In Israel’s divisive political climate, a common cause between right and left has emerged: cannabis.
Israel’s Cabinet decriminalized the recreational use of cannabis, or marijuana, at its weekly meeting on Sunday in a move hailed by politicians from across the spectrum.
Under the new policy, first-time offenders caught using marijuana in public will be subject to a fine of approximately $250, but will not face criminal charges. The money will be used for drug rehabilitation and education. A second offense will be subject to a fine of approximately $500, while a third offense may require rehabilitation, education and a suspended driver’s license. A fourth offense will be subject to prosecution and a possible prison term.
“Whether one supports use of cannabis or is opposed, it is wrong to judge cannabis users per criminal law and its derivatives,” right-wing Justice Minister Ayelet Shaked said. “The State of Israel cannot turn a blind eye in light of changes worldwide regarding cannabis consumption and effect.”
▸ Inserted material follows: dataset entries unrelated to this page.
//! Memory-mapped key stream.
//!
//! Benchmark keys come from a flat binary file of fixed-size records with
//! no header or metadata. Mapping the whole file and advising sequential
//! access keeps key generation free of read syscalls and buffer churn, so
//! timings inside the benchmark loop reflect the storage engine and not
//! the harness.

use crate::{BenchError, BenchResult};
use memmap2::{Mmap, MmapMut, MmapOptions};
use rand::Rng;
use std::fs::{File, OpenOptions};
use std::io;
use std::path::Path;

pub struct KeyStream {
    _file: File,
    map: Mmap,
    cur: usize,
}

impl KeyStream {
    /// Map the key file read-only. The mapping and the file handle are
    /// released by `Drop` on every exit path.
    pub fn open<P: AsRef<Path>>(path: P) -> BenchResult<Self> {
        let file = File::open(path.as_ref())?;
        let len = file.metadata()?.len();
        if len == 0 {
            return Err(BenchError::Io(io::Error::new(
                io::ErrorKind::UnexpectedEof,
                format!("keys file '{}' is empty", path.as_ref().display()),
            )));
        }

        let map = unsafe { MmapOptions::new().map(&file)? };
        #[cfg(unix)]
        map.advise(memmap2::Advice::Sequential)?;

        Ok(Self {
            _file: file,
            map,
            cur: 0,
        })
    }

    pub fn len(&self) -> usize {
        self.map.len()
    }

    pub fn is_empty(&self) -> bool {
        self.map.len() == 0
    }

    /// Copy the next `key.len()` bytes into the caller's scratch buffer and
    /// advance the cursor.
    ///
    /// Fails with `KeysExhausted` when fewer bytes remain than one more
    /// record requires; the benchmark cannot continue past that point.
    pub fn next(&mut self, key: &mut [u8]) -> BenchResult<()> {
        if self.cur + key.len() >= self.map.len() {
            return Err(BenchError::KeysExhausted);
        }
        key.copy_from_slice(&self.map[self.cur..self.cur + key.len()]);
        self.cur += key.len();
        Ok(())
    }

    /// In-place Fisher-Yates permutation of the first
    /// `min(file_len / record_size, max_records)` records, flushed to the
    /// backing file before the mapping is dropped.
    ///
    /// A file shorter than one record is left untouched. The RNG is passed
    /// in so callers that need reproducible permutations can seed it.
    pub fn shuffle<P: AsRef<Path>>(
        path: P,
        record_size: usize,
        max_records: usize,
        rng: &mut impl Rng,
    ) -> BenchResult<()> {
        if record_size == 0 {
            return Err(BenchError::Config("record size must be non-zero".into()));
        }

        let file = OpenOptions::new().read(true).write(true).open(path)?;
        if file.metadata()?.len() == 0 {
            return Ok(());
        }
        let mut map: MmapMut = unsafe { MmapOptions::new().map_mut(&file)? };

        let n = (map.len() / record_size).min(max_records);
        if n == 0 {
            return Ok(());
        }

        for i in 0..n - 1 {
            let j = rng.gen_range(i..n);
            if j == i {
                continue;
            }
            let (head, tail) = map.split_at_mut(j * record_size);
            head[i * record_size..(i + 1) * record_size].swap_with_slice(&mut tail[..record_size]);
        }

        map.flush()?;
        Ok(())
    }
}
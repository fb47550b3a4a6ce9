//! Storage driver contract and driver resolution.
//!
//! The benchmark engine drives every storage engine through the same two
//! traits: a [`Driver`] constructs storage instances, a [`Storage`] serves
//! the timed operations. Drivers resolve by name, either from the
//! compiled-in table or from a dynamically loaded module following a fixed
//! naming convention, and the engine never learns which.

pub mod mem;

use crate::{BenchError, BenchResult};
use libloading::{Library, Symbol};
use std::path::PathBuf;

/// Options handed to a driver when opening its storage instance.
#[derive(Debug, Clone)]
pub struct StorageOptions {
    /// Directory the engine assigns to this driver's on-disk state.
    pub path: PathBuf,
}

/// A storage engine binding, resolvable by name.
pub trait Driver {
    /// The name this driver advertises. Must equal the requested name;
    /// the registry rejects mismatched modules.
    fn name(&self) -> &'static str;

    fn open(&self, opts: &StorageOptions) -> BenchResult<Box<dyn Storage>>;
}

/// One open storage instance. Operations mirror the engine contract:
/// a failed operation signals a driver or storage inconsistency and is
/// fatal to the benchmark run.
pub trait Storage {
    /// Insert or overwrite a key.
    fn replace(&mut self, key: &[u8], val: &[u8]) -> BenchResult<()>;

    /// Delete a key. Missing keys are an error.
    fn remove(&mut self, key: &[u8]) -> BenchResult<()>;

    /// Look a key up. With `out = None` the value is discarded and only
    /// existence is verified; with `Some(buf)` the value is copied into the
    /// caller's buffer.
    fn select(&mut self, key: &[u8], out: Option<&mut Vec<u8>>) -> BenchResult<()>;

    /// Release the instance. Called exactly once, before the driver is
    /// unloaded.
    fn close(&mut self) -> BenchResult<()>;
}

/// Constructor signature a driver module must export. The symbol name is
/// derived from the driver name, see [`DriverRegistry::load`].
pub type DriverConstructor = unsafe fn() -> *mut dyn Driver;

/// Constructor for compiled-in drivers.
pub type BuiltinConstructor = fn() -> Box<dyn Driver>;

/// A resolved driver. Holds the loaded module (if any) alive for as long
/// as the driver is in use and unloads it exactly once.
pub struct DriverHandle {
    // `driver` precedes `_lib` so the instance is destroyed before the
    // code it came from is unloaded.
    driver: Box<dyn Driver>,
    _lib: Option<Library>,
}

impl DriverHandle {
    pub fn driver(&self) -> &dyn Driver {
        self.driver.as_ref()
    }
}

/// Name-to-driver resolution: a compiled-in table first, a loadable module
/// second.
pub struct DriverRegistry {
    builtin: Vec<(&'static str, BuiltinConstructor)>,
    plugin_dir: PathBuf,
}

impl Default for DriverRegistry {
    fn default() -> Self {
        Self::new()
    }
}

impl DriverRegistry {
    pub fn new() -> Self {
        Self {
            builtin: vec![("mem", mem::MemDriver::boxed as BuiltinConstructor)],
            plugin_dir: PathBuf::from("plugins"),
        }
    }

    /// Directory searched for driver modules. Defaults to `plugins/`.
    pub fn with_plugin_dir<P: Into<PathBuf>>(mut self, dir: P) -> Self {
        self.plugin_dir = dir.into();
        self
    }

    /// Add a compiled-in driver under `name`.
    pub fn register(&mut self, name: &'static str, ctor: BuiltinConstructor) {
        self.builtin.push((name, ctor));
    }

    /// Resolve `name` to a bound driver.
    ///
    /// Compiled-in drivers win; otherwise the module
    /// `<plugin-dir>/<name>/libkvbench_<name>.<ext>` is loaded and its
    /// `kvbench_<name>_driver` constructor invoked. Either way the bound
    /// driver must advertise the requested name.
    pub fn load(&self, name: &str) -> BenchResult<DriverHandle> {
        if let Some((_, ctor)) = self.builtin.iter().find(|(n, _)| *n == name) {
            return Self::verify(
                DriverHandle {
                    driver: ctor(),
                    _lib: None,
                },
                name,
            );
        }
        self.load_module(name)
    }

    fn load_module(&self, name: &str) -> BenchResult<DriverHandle> {
        let path = self.plugin_dir.join(name).join(format!(
            "{}kvbench_{}{}",
            std::env::consts::DLL_PREFIX,
            name,
            std::env::consts::DLL_SUFFIX
        ));
        if !path.exists() {
            return Err(BenchError::DriverNotFound(name.to_string()));
        }

        let lib = unsafe { Library::new(&path) }.map_err(|e| BenchError::DriverLoad {
            name: name.to_string(),
            detail: e.to_string(),
        })?;

        let symbol = format!("kvbench_{}_driver", name);
        let driver = unsafe {
            let ctor: Symbol<DriverConstructor> =
                lib.get(symbol.as_bytes())
                    .map_err(|e| BenchError::DriverLoad {
                        name: name.to_string(),
                        detail: e.to_string(),
                    })?;
            Box::from_raw(ctor())
        };

        Self::verify(
            DriverHandle {
                driver,
                _lib: Some(lib),
            },
            name,
        )
    }

    fn verify(handle: DriverHandle, requested: &str) -> BenchResult<DriverHandle> {
        let advertised = handle.driver().name();
        if advertised != requested {
            return Err(BenchError::DriverMismatch {
                requested: requested.to_string(),
                advertised: advertised.to_string(),
            });
        }
        Ok(handle)
    }
}
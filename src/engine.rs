//! Benchmark engine.
//!
//! Orchestrates one run: resolve the driver, open its storage, stream keys
//! from the mapped file, time one storage operation per iteration, feed the
//! elapsed time to the histogram, and emit the final distribution report.
//! Any setup or operation failure is fatal; retrying inside a latency
//! benchmark would corrupt the timing data.

use crate::drivers::{DriverRegistry, Storage, StorageOptions};
use crate::histogram::Histogram;
use crate::keystream::KeyStream;
use crate::{BenchError, BenchResult};
use std::io::Write;
use std::path::PathBuf;
use std::time::Instant;

/// Percentiles printed in the final report.
pub const REPORT_PERCENTILES: [f64; 10] = [
    0.50, 0.95, 0.96, 0.97, 0.98, 0.99, 0.995, 0.999, 0.9995, 0.9999,
];

/// Report latencies in microseconds.
const HISTOGRAM_POWER: i32 = 6;

#[derive(Debug, Clone, Copy, PartialEq, Eq)]
pub enum BenchKind {
    Put,
    Get,
}

#[derive(Debug, Clone)]
pub struct BenchOptions {
    pub driver: String,
    pub root: PathBuf,
    pub key_size: usize,
    pub value_size: usize,
    pub keys_file: PathBuf,
    pub report_interval: u64,
    pub count: u64,
}

impl Default for BenchOptions {
    fn default() -> Self {
        Self {
            driver: "mem".to_string(),
            root: PathBuf::from("./kvbench-data"),
            key_size: 16,
            value_size: 100,
            keys_file: PathBuf::from("keys.bin"),
            report_interval: 100_000,
            count: 1_000_000,
        }
    }
}

/// Run one benchmark: `count` timed operations of `kind`, a progress line
/// on `progress` every `report_interval` operations, and the histogram
/// report on `report` at the end.
pub fn run(
    registry: &DriverRegistry,
    opts: &BenchOptions,
    kind: BenchKind,
    report: &mut dyn Write,
    progress: &mut dyn Write,
) -> BenchResult<()> {
    if opts.key_size == 0 {
        return Err(BenchError::Config("key size must be non-zero".into()));
    }

    let handle = registry.load(&opts.driver)?;

    let mut storage = handle.driver().open(&StorageOptions {
        path: opts.root.join(&opts.driver),
    })?;

    let mut keys = match KeyStream::open(&opts.keys_file) {
        Ok(keys) => keys,
        Err(err) => {
            let _ = writeln!(
                progress,
                "cannot open keys file '{}'; generate one with:",
                opts.keys_file.display()
            );
            let _ = writeln!(
                progress,
                "  dd if=/dev/urandom of={} bs=1M count=100",
                opts.keys_file.display()
            );
            let _ = storage.close();
            return Err(err);
        }
    };

    let mut hist = Histogram::new(HISTOGRAM_POWER);

    match run_loop(storage.as_mut(), &mut keys, &mut hist, opts, kind, progress) {
        Ok(()) => {
            writeln!(report, "Histogram:")?;
            hist.dump(report, &REPORT_PERCENTILES)?;
            storage.close()?;
            Ok(())
        }
        Err(err) => {
            let _ = storage.close();
            Err(err)
        }
    }
    // Drop order unwinds the rest: key stream unmaps, then the driver
    // handle releases its module.
}

fn run_loop(
    storage: &mut dyn Storage,
    keys: &mut KeyStream,
    hist: &mut Histogram,
    opts: &BenchOptions,
    kind: BenchKind,
    progress: &mut dyn Write,
) -> BenchResult<()> {
    // Scratch buffers live across the whole loop; the timed section never
    // allocates.
    let mut keybuf = vec![0u8; opts.key_size];
    let valbuf = vec![0u8; opts.value_size];

    let mut prev_count = 0u64;
    let mut total_count = 0u64;

    write!(progress, "Benchmarking...")?;
    for _ in 0..opts.count {
        keys.next(&mut keybuf)?;

        let started = Instant::now();
        match kind {
            BenchKind::Put => storage.replace(&keybuf, &valbuf)?,
            BenchKind::Get => storage.select(&keybuf, None)?,
        }
        hist.add(started.elapsed().as_secs_f64());

        prev_count += 1;
        total_count += 1;

        if prev_count < opts.report_interval {
            continue;
        }
        write!(progress, "\r{} ops done...", total_count)?;
        prev_count = 0;
    }
    writeln!(progress, "\r{} ops done", opts.count)?;

    Ok(())
}
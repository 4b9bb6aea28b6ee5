use std::fmt;

use serde::{Deserialize, Serialize};

/// The four fixed stages a simulated feature job walks through.
///
/// Declaration order is execution order: architect → backend → integration → review.
#[derive(Debug, Clone, Copy, PartialEq, Eq, PartialOrd, Ord, Hash, Serialize, Deserialize)]
#[serde(rename_all = "lowercase")]
pub enum Stage {
    Architect,
    Backend,
    Integration,
    Review,
}

impl Stage {
    pub const ALL: [Stage; 4] = [
        Stage::Architect,
        Stage::Backend,
        Stage::Integration,
        Stage::Review,
    ];
}

impl fmt::Display for Stage {
    fn fmt(&self, f: &mut fmt::Formatter<'_>) -> fmt::Result {
        match self {
            Stage::Architect => write!(f, "architect"),
            Stage::Backend => write!(f, "backend"),
            Stage::Integration => write!(f, "integration"),
            Stage::Review => write!(f, "review"),
        }
    }
}

/// Progress of a single stage. Ordered so that a stage can only move forward.
#[derive(Debug, Clone, Copy, PartialEq, Eq, PartialOrd, Ord, Serialize, Deserialize)]
#[serde(rename_all = "lowercase")]
pub enum StageState {
    Pending,
    Running,
    Complete,
}

impl fmt::Display for StageState {
    fn fmt(&self, f: &mut fmt::Formatter<'_>) -> fmt::Result {
        match self {
            StageState::Pending => write!(f, "pending"),
            StageState::Running => write!(f, "running"),
            StageState::Complete => write!(f, "complete"),
        }
    }
}

/// State of every stage at one instant. All four keys are always serialized.
#[derive(Debug, Clone, Copy, PartialEq, Eq, Serialize, Deserialize)]
pub struct Steps {
    pub architect: StageState,
    pub backend: StageState,
    pub integration: StageState,
    pub review: StageState,
}

impl Steps {
    pub fn get(&self, stage: Stage) -> StageState {
        match stage {
            Stage::Architect => self.architect,
            Stage::Backend => self.backend,
            Stage::Integration => self.integration,
            Stage::Review => self.review,
        }
    }

    /// Iterates stages in execution order together with their state.
    pub fn iter(&self) -> impl Iterator<Item = (Stage, StageState)> + '_ {
        Stage::ALL.into_iter().map(|stage| (stage, self.get(stage)))
    }
}

#[cfg(test)]
mod tests {
    use super::*;

    #[test]
    fn stage_state_ordering_is_forward_only() {
        assert!(StageState::Pending < StageState::Running);
        assert!(StageState::Running < StageState::Complete);
    }

    #[test]
    fn steps_serialize_with_all_four_keys() {
        let steps = Steps {
            architect: StageState::Complete,
            backend: StageState::Running,
            integration: StageState::Pending,
            review: StageState::Pending,
        };
        let json = serde_json::to_value(steps).unwrap();
        assert_eq!(
            json,
            serde_json::json!({
                "architect": "complete",
                "backend": "running",
                "integration": "pending",
                "review": "pending",
            })
        );
    }

    #[test]
    fn steps_iter_follows_execution_order() {
        let steps = Steps {
            architect: StageState::Complete,
            backend: StageState::Complete,
            integration: StageState::Running,
            review: StageState::Pending,
        };
        let order: Vec<Stage> = steps.iter().map(|(stage, _)| stage).collect();
        assert_eq!(order, Stage::ALL.to_vec());
        assert_eq!(steps.get(Stage::Integration), StageState::Running);
    }

    #[test]
    fn stage_display() {
        assert_eq!(Stage::Architect.to_string(), "architect");
        assert_eq!(Stage::Review.to_string(), "review");
        assert_eq!(StageState::Running.to_string(), "running");
    }
}
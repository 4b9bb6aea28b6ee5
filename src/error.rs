use actix_web::http::StatusCode;
use actix_web::{HttpResponse, ResponseError};
use thiserror::Error;

#[derive(Debug, Error)]
pub enum MockError {
    /// The id was never handed out by this process.
    #[error("Job not found")]
    JobNotFound(String),

    #[error("Invalid request: {0}")]
    InvalidRequest(String),

    #[error("Config error: {0}")]
    Config(String),

    #[error("IO error: {0}")]
    Io(#[from] std::io::Error),

    #[error("JSON error: {0}")]
    Json(#[from] serde_json::Error),

    #[error("TOML parse error: {0}")]
    Toml(#[from] toml::de::Error),
}

impl ResponseError for MockError {
    fn status_code(&self) -> StatusCode {
        match self {
            MockError::JobNotFound(_) => StatusCode::NOT_FOUND,
            MockError::InvalidRequest(_) => StatusCode::UNPROCESSABLE_ENTITY,
            _ => StatusCode::INTERNAL_SERVER_ERROR,
        }
    }

    fn error_response(&self) -> HttpResponse {
        HttpResponse::build(self.status_code()).json(serde_json::json!({
            "detail": self.to_string(),
        }))
    }
}
//! Interface de linha de comando do mock baseada em clap.
//!
//! Define a struct [`Cli`] com subcomandos [`Command`] (serve, watch, simulate)
//! e flags globais (--config, --verbose).

use std::path::PathBuf;

use clap::{Parser, Subcommand};

/// Mock de orquestrador de geração de features para demos e testes de frontend.
#[derive(Debug, Parser)]
#[command(name = "orchestrator-mock", version, about)]
pub struct Cli {
    #[command(subcommand)]
    pub command: Command,

    /// Caminho para o arquivo de configuração (padrão: ./orchestrator-mock.toml).
    #[arg(long, global = true)]
    pub config: Option<PathBuf>,

    /// Habilita saída detalhada (verbose).
    #[arg(long, short, global = true, default_value_t = false)]
    pub verbose: bool,
}

#[derive(Debug, Subcommand)]
pub enum Command {
    /// Sobe o servidor HTTP mock.
    Serve {
        /// Endereço de escuta (sobrepõe a configuração).
        #[arg(long)]
        host: Option<String>,

        /// Porta de escuta (sobrepõe a configuração).
        #[arg(long)]
        port: Option<u16>,
    },

    /// Cria um job num servidor em execução e acompanha o progresso até o fim.
    Watch {
        /// Descrição da feature a gerar.
        description: String,

        /// URL base do servidor mock.
        #[arg(long)]
        url: Option<String>,

        /// Intervalo entre consultas de status, em milissegundos.
        #[arg(long)]
        interval_ms: Option<u64>,
    },

    /// Imprime o payload de status para um tempo decorrido, em segundos.
    Simulate {
        /// Segundos desde a criação do job.
        elapsed: f64,
    },
}
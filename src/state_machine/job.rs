use std::borrow::Borrow;
use std::fmt;
use std::time::Duration;

use chrono::{DateTime, Utc};
use serde::{Deserialize, Serialize};
use uuid::Uuid;

/// Opaque job identifier handed out to clients.
#[derive(Debug, Clone, PartialEq, Eq, Hash, Serialize, Deserialize)]
#[serde(transparent)]
pub struct JobId(String);

impl JobId {
    /// A fresh random (UUID v4) identifier.
    pub fn generate() -> Self {
        Self(Uuid::new_v4().to_string())
    }

    pub fn as_str(&self) -> &str {
        &self.0
    }
}

impl From<String> for JobId {
    fn from(value: String) -> Self {
        Self(value)
    }
}

impl Borrow<str> for JobId {
    fn borrow(&self) -> &str {
        &self.0
    }
}

impl fmt::Display for JobId {
    fn fmt(&self, f: &mut fmt::Formatter<'_>) -> fmt::Result {
        f.write_str(&self.0)
    }
}

/// A simulated job. Nothing about it changes after creation.
#[derive(Debug, Clone, Serialize, Deserialize)]
pub struct Job {
    pub id: JobId,
    pub created_at: DateTime<Utc>,
}

impl Job {
    pub fn new(created_at: DateTime<Utc>) -> Self {
        Self {
            id: JobId::generate(),
            created_at,
        }
    }

    /// Time since creation as seen at `now`. Clamped to zero if the clock went backwards.
    pub fn elapsed_at(&self, now: DateTime<Utc>) -> Duration {
        (now - self.created_at).to_std().unwrap_or(Duration::ZERO)
    }
}
//! HTTP surface of the mock orchestrator (actix-web).
//!
//! One [`JobRegistry`] is built before the server starts and shared by every
//! worker through `web::Data`.

mod handlers;
mod middleware;
mod routes;

use actix_web::{App, HttpServer, middleware::Logger, web};
use anyhow::Result;
use log::info;

use crate::config::MockConfig;
use crate::registry::JobRegistry;

pub use handlers::{GenerateFeatureRequest, GenerateFeatureResponse};

/// Run the HTTP server until it is shut down (Ctrl-C).
pub async fn run(config: &MockConfig) -> Result<()> {
    let registry = web::Data::new(JobRegistry::new());
    let bind_addr = config.bind_addr();

    info!("Starting mock orchestrator on {bind_addr}");
    info!("Endpoints: POST /generate-feature, GET /status/{{job_id}}");

    let mut server = HttpServer::new(move || {
        App::new()
            .wrap(Logger::default())
            .wrap(middleware::cors())
            .app_data(registry.clone())
            .app_data(middleware::json_config())
            .configure(routes::configure_routes)
    })
    .bind(&bind_addr)?;

    if config.workers > 0 {
        server = server.workers(config.workers);
    }

    server.run().await?;

    info!("Server shutdown complete");
    Ok(())
}
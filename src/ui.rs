//! Interface de terminal do comando `watch` — spinner e saída colorida.
//!
//! Usa as crates `indicatif` para o spinner de progresso e `console` para
//! estilização com cores. O [`JobProgress`] acompanha visualmente um job
//! simulado enquanto ele percorre as etapas.

use console::Style;
use indicatif::{ProgressBar, ProgressStyle};

use crate::simulator::StatusPayload;
use crate::state_machine::{StageState, Steps};
use crate::watch::WatchReport;

/// Indicador visual de progresso para um job acompanhado no terminal.
///
/// Exibe um spinner com a fase atual e a linha de etapas; ao final imprime
/// a arquitetura, os arquivos gerados e a revisão.
pub struct JobProgress {
    // Spinner do indicatif.
    pb: ProgressBar,
    // Estilo verde para sucesso.
    green: Style,
    // Estilo ciano para títulos.
    cyan: Style,
    // Estilo esmaecido para conteúdo secundário.
    dim: Style,
}

/// Linha compacta com o estado de cada etapa, ex.: `architect ✓  backend …  integration ·  review ·`.
pub fn render_steps(steps: &Steps) -> String {
    steps
        .iter()
        .map(|(stage, state)| {
            let mark = match state {
                StageState::Complete => "✓",
                StageState::Running => "…",
                StageState::Pending => "·",
            };
            format!("{stage} {mark}")
        })
        .collect::<Vec<_>>()
        .join("  ")
}

impl JobProgress {
    /// Inicia o spinner com a descrição do job.
    pub fn start(description: &str) -> Self {
        let pb = ProgressBar::new_spinner();
        if let Ok(style) = ProgressStyle::default_spinner().template("{spinner:.cyan} {msg}") {
            pb.set_style(style);
        }
        pb.set_message(format!("SUBMIT: {description}"));
        pb.enable_steady_tick(std::time::Duration::from_millis(100));

        Self {
            pb,
            green: Style::new().green().bold(),
            cyan: Style::new().cyan().bold(),
            dim: Style::new().dim(),
        }
    }

    /// Atualiza o spinner com a fase e as etapas do payload recebido.
    pub fn update(&self, payload: &StatusPayload) {
        self.pb
            .set_message(format!("{}: {}", payload.phase(), render_steps(&payload.steps)));
    }

    /// Finaliza o spinner e imprime o resultado do job.
    pub fn complete(&self, report: &WatchReport) {
        self.pb.finish_and_clear();
        println!(
            "  {} Job {} completed after {} polls",
            self.green.apply_to("✓"),
            report.job_id,
            report.polls
        );
        let phases: Vec<String> = report.phases.iter().map(ToString::to_string).collect();
        println!("    {}", self.dim.apply_to(phases.join(" → ")));

        let payload = &report.last;
        if let Some(arch) = &payload.architecture {
            println!();
            println!("{}", self.cyan.apply_to(format!("─── Feature: {} ───", arch.feature)));
            println!("  model {}", arch.model.name);
            for (field, ty) in &arch.model.fields {
                println!("    {field}: {ty}");
            }
        }

        if let Some(files) = &payload.files {
            println!();
            println!("{}", self.cyan.apply_to("─── Files ───"));
            for file in files {
                println!("  {}", file.path);
                println!("    {}", self.dim.apply_to(&file.content));
            }
        }

        if let Some(review) = &payload.review {
            println!();
            println!("{}", self.cyan.apply_to("─── Review ───"));
            println!("  {review}");
        }
    }

    /// Interrompe o spinner sem resultado (ex.: erro durante o polling).
    pub fn abandon(&self) {
        self.pb.abandon();
    }
}
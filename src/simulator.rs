//! Status simulation: a pure mapping from elapsed time to the payload a
//! client sees when polling a job.
//!
//! All generated output is canned. The architecture appears once the
//! integration phase starts; files and review text only in the terminal phase.

use std::collections::BTreeMap;
use std::time::Duration;

use serde::{Deserialize, Serialize};

use crate::state_machine::{Phase, Steps};

/// Review text attached to every finished job.
pub const REVIEW_NOTE: &str = "Looks good. Add validations later.";

/// Overall job status as reported to clients.
#[derive(Debug, Clone, Copy, PartialEq, Eq, Serialize, Deserialize)]
#[serde(rename_all = "lowercase")]
pub enum RunStatus {
    Running,
    Complete,
}

/// A generated data model description.
#[derive(Debug, Clone, PartialEq, Eq, Serialize, Deserialize)]
pub struct DataModel {
    pub name: String,
    /// Field name to type name.
    pub fields: BTreeMap<String, String>,
}

#[derive(Debug, Clone, PartialEq, Eq, Serialize, Deserialize)]
pub struct Architecture {
    pub feature: String,
    pub model: DataModel,
}

impl Architecture {
    /// The fixed "Products" architecture every job produces.
    pub fn products() -> Self {
        let fields = [("id", "int"), ("name", "string"), ("price", "decimal")]
            .into_iter()
            .map(|(name, ty)| (name.to_string(), ty.to_string()))
            .collect();
        Self {
            feature: "Products".to_string(),
            model: DataModel {
                name: "Product".to_string(),
                fields,
            },
        }
    }
}

#[derive(Debug, Clone, PartialEq, Eq, Serialize, Deserialize)]
pub struct GeneratedFile {
    pub path: String,
    pub content: String,
}

impl GeneratedFile {
    fn new(path: &str, content: &str) -> Self {
        Self {
            path: path.to_string(),
            content: content.to_string(),
        }
    }

    /// The two placeholder files every finished job produces, in order.
    pub fn placeholders() -> Vec<Self> {
        vec![
            Self::new("ProductController.cs", "// controller code..."),
            Self::new("ProductModel.cs", "// model code..."),
        ]
    }
}

/// Response body of `GET /status/{jobId}`.
///
/// Fields not yet reached serialize as `null`.
#[derive(Debug, Clone, PartialEq, Eq, Serialize, Deserialize)]
pub struct StatusPayload {
    pub status: RunStatus,
    pub steps: Steps,
    pub architecture: Option<Architecture>,
    pub files: Option<Vec<GeneratedFile>>,
    pub review: Option<String>,
}

impl StatusPayload {
    pub fn for_phase(phase: Phase) -> Self {
        let status = if phase.is_terminal() {
            RunStatus::Complete
        } else {
            RunStatus::Running
        };
        let architecture = (phase >= Phase::Integration).then(Architecture::products);
        let files = phase.is_terminal().then(GeneratedFile::placeholders);
        let review = phase.is_terminal().then(|| REVIEW_NOTE.to_string());

        Self {
            status,
            steps: phase.steps(),
            architecture,
            files,
            review,
        }
    }

    pub fn phase(&self) -> Phase {
        Phase::from_steps(&self.steps)
    }

    pub fn is_complete(&self) -> bool {
        self.status == RunStatus::Complete
    }
}

/// Compute the status a job shows after `elapsed` time. Deterministic and side-effect free.
pub fn compute_status(elapsed: Duration) -> StatusPayload {
    StatusPayload::for_phase(Phase::from_elapsed(elapsed))
}
pub mod client;
pub mod error;

pub use client::{OrchestratorApi, OrchestratorClient};
pub use error::ClientError;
Israel’s decision to decriminalize cannabis comes as global attitudes about the drug are rapidly shifting. More than 20 countries are exploring changes to their marijuana laws — in the United States, eight states and the District of Columbia now allow for recreational sales and medical prescriptions.
Worldwide, many nations have already decriminalized cannabis in an attempt to combat societal problems associated with its use — including the Netherlands, Mexico, Czech Republic, Costa Rica and Portugal.
“This is an important step, but it’s not the end of the road,” said Tamar Zandberg, from the left-wing Meretz Party. Zandberg also serves as chairwoman of the Committee on Drug and Alcohol Abuse. “It’s a message that millions of Israelis who consume cannabis are not criminals.”
Marijuana advocates hope the new policy encourages entrepreneurship and investment in Israel’s burgeoning cannabis industry.
Israel is one of the world leaders in medical marijuana, backed by the Ministry of Health, whose ultra-Orthodox leader has encouraged research and innovation. Numbering only a few dozen medical marijuana users a decade ago, Israel now has approximately 25,000 users. Cannabis companies estimate the industry could be worth hundreds of millions of dollars soon, even in such a small country.
“Decriminalizing cannabis in Israel is another step towards creating a Canna-Tech global industry, with Israel at the forefront,” said Saul Kaye, CEO of iCan, a cannabis entrepreneurship incubator. “This step, although not legitimizing use, is due to reduce the negative perception of the plant as ‘immoral or ‘criminal’, increasing openness to its outstanding medicinal and wellness properties.”
“The Cabinet approval is an important step on the way to implementing the new policy that will put emphasis on explaining and treating rather than on criminal enforcement,” said Public Security Minister Gilad Erdan.
The Ministry of Public Security recommended decriminalizing marijuana earlier this year. Sunday’s announcement signaled the official adoption of the policy.